● To do: Go through the records and copy each line where the string "Resolved" occurs.

Collected data
◇ ◇ ◇

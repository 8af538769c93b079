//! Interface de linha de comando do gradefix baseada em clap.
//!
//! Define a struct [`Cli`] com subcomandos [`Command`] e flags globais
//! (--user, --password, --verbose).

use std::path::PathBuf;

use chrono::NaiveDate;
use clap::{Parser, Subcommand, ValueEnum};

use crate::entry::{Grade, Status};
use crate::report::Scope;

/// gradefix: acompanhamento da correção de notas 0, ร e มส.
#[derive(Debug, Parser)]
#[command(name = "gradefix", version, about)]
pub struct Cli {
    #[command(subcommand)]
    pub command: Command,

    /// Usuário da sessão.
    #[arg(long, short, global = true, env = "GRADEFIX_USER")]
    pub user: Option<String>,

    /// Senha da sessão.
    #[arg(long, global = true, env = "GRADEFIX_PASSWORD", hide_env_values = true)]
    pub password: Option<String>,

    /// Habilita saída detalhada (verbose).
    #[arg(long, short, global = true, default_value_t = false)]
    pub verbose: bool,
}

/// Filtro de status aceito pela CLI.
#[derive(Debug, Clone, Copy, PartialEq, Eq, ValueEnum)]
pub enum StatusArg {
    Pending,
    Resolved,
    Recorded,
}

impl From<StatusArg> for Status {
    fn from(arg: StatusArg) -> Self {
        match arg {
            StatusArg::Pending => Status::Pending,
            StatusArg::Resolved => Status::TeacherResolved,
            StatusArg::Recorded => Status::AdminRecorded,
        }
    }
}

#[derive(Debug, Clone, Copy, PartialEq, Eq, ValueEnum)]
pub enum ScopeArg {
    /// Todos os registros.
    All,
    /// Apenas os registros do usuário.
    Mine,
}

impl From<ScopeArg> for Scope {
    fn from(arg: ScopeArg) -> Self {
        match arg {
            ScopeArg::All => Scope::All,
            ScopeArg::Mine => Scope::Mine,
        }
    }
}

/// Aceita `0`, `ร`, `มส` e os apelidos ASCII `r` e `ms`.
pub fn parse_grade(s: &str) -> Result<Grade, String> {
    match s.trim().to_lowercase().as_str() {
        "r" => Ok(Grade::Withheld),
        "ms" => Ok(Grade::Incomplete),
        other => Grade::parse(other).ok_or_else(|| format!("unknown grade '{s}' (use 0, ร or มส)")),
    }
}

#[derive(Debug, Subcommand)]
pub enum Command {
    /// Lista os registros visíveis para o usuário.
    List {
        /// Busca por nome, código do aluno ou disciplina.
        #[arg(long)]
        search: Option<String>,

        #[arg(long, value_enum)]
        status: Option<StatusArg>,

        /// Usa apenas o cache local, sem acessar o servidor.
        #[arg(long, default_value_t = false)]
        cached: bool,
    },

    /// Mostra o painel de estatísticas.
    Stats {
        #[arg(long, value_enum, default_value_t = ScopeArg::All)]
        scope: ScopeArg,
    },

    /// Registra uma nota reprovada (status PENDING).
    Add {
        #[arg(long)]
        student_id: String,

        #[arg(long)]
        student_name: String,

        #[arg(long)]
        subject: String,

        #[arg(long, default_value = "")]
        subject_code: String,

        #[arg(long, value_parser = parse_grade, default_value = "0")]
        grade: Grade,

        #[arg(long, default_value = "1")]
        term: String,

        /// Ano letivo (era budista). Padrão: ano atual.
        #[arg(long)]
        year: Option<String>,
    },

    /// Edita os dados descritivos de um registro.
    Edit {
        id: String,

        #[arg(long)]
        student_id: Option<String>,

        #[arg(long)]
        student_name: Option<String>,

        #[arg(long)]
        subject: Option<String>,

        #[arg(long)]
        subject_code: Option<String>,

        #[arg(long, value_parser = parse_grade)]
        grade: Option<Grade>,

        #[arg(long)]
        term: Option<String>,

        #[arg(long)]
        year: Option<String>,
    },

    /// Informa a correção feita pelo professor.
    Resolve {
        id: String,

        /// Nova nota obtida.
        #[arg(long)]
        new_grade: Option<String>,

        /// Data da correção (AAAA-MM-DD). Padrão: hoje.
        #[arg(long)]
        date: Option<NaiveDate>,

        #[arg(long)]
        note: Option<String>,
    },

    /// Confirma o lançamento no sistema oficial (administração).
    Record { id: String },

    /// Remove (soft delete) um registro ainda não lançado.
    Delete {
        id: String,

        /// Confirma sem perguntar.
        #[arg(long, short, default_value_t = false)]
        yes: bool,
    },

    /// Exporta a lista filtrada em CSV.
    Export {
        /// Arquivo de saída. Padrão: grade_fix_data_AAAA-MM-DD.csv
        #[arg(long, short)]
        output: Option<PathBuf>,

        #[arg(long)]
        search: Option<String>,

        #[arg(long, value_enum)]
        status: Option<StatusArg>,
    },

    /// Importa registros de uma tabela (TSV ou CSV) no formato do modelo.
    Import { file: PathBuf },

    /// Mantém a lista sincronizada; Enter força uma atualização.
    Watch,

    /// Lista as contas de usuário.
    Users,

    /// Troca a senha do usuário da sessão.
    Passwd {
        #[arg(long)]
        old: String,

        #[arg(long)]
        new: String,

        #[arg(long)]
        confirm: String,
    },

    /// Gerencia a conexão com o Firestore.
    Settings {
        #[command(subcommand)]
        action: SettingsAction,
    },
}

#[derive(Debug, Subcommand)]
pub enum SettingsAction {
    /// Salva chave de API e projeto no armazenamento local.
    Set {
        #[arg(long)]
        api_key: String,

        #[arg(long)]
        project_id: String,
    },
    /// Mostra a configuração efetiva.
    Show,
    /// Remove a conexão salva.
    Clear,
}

◇ ◇ ◇

● Answer to this exercise:
    Resolved,
            StatusArg::Resolved => Status::TeacherResolved,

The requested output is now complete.